■ Exercise goal
Look at each line below and count those with the word "every"; the answer is that number only.

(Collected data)
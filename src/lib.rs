//! # ngsi-agent
//!
//! ETL agents that pull records from a source, transform each one into an
//! entity, and push it to a sink such as an Orion context broker.
//!
//! ## Architecture
//!
//! ```text
//! ┌──────────┐   ┌───────────┐   ┌──────────┐
//! │  Source  │──▶│ Transform │──▶│   Sink   │
//! │ file/api │   │  (user)   │   │ orion/.. │
//! └──────────┘   └───────────┘   └──────────┘
//!        ▲  one pass = one Agent run
//!        │
//!   ┌────┴─────┐        ┌───────────┐
//!   │  Daemon  │◀───────│ Scheduler │
//!   │  status  │◀──┐    └───────────┘
//!   └──────────┘   │    ┌───────────┐
//!                  └────│   HTTP    │
//!                       └───────────┘
//! ```
//!
//! ## Quick Start
//!
//! ```bash
//! ngsi-agent run fruits.json            # one-shot, prints stats
//! ngsi-agent schedule data.json --interval 5 --unit minutes
//! ngsi-agent serve                      # POST /uploadfile/, GET /status
//! ```
//!
//! ## Modules
//!
//! | Module | Purpose |
//! |--------|---------|
//! | [`agent`] | One pass over a source, the `Transform` trait |
//! | [`daemon`] | Shared sink, status and cumulative stats across runs |
//! | [`scheduler`] | Periodic triggering with source renewal |
//! | [`server`] | HTTP front-end |
//! | [`config`] | TOML configuration and sink construction |
//! | [`source_json`] | In-memory JSON and function-backed sources |
//! | [`source_file`] | File and upload sources |
//! | [`source_queue`] | Push-based queue source |
//! | [`sink_file`] | Stdout and file sinks |
//! | [`sink_http`] | HTTP and Orion sinks |
//! | [`report`] | CLI output |
//!
//! Core types (`Row`, `Stats`, `Status`, `Entity`, the `Source` and `Sink`
//! traits) live in the `ngsi-agent-core` crate.

pub mod agent;
pub mod config;
pub mod daemon;
pub mod report;
pub mod scheduler;
pub mod server;
pub mod sink_file;
pub mod sink_http;
pub mod source_file;
pub mod source_json;
pub mod source_queue;
//! Delivery abstraction for ngsi-agent.
//!
//! The [`Sink`] trait delivers one serialized entity at a time. Sinks are
//! shared between concurrent runs (`Arc<dyn Sink>`), so every method takes
//! `&self` and implementations must be `Send + Sync`.
//!
//! # Lifecycle
//!
//! 1. [`write`](Sink::write) is called once per transformed record.
//! 2. [`close`](Sink::close) is called once at the end of every agent run.
//!    It releases run-scoped resources (flushes buffers, drops handles);
//!    the sink must accept writes again in a later run.
//! 3. [`status`](Sink::status) may be called at any time for health checks.

pub mod memory;

use async_trait::async_trait;
use serde_json::{json, Value};
use thiserror::Error;

/// How a sink classified a successful delivery.
#[derive(Debug, Clone, Copy, PartialEq, Eq)]
pub enum WriteOutcome {
    Created,
    Updated,
}

/// Delivery failure.
#[derive(Debug, Error)]
#[non_exhaustive]
pub enum SinkError {
    #[error("IO error: {0}")]
    Io(#[from] std::io::Error),

    /// The remote endpoint answered with a non-success status.
    #[error("HTTP {status}: {body}")]
    Http { status: u16, body: String },

    /// The remote endpoint could not be reached.
    #[error("transport error: {0}")]
    Transport(String),

    #[error("invalid sink configuration: {0}")]
    Config(String),

    #[error("{0}")]
    Other(String),
}

/// Destination for serialized entities.
#[async_trait]
pub trait Sink: Send + Sync {
    /// Deliver one message.
    async fn write(&self, message: &str) -> Result<WriteOutcome, SinkError>;

    /// Health snapshot, rendered as-is by the daemon's `/status` endpoint.
    async fn status(&self) -> Value {
        json!({ "state": "ok" })
    }

    /// Release run-scoped resources.
    async fn close(&self) -> Result<(), SinkError> {
        Ok(())
    }
}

■ Reply
2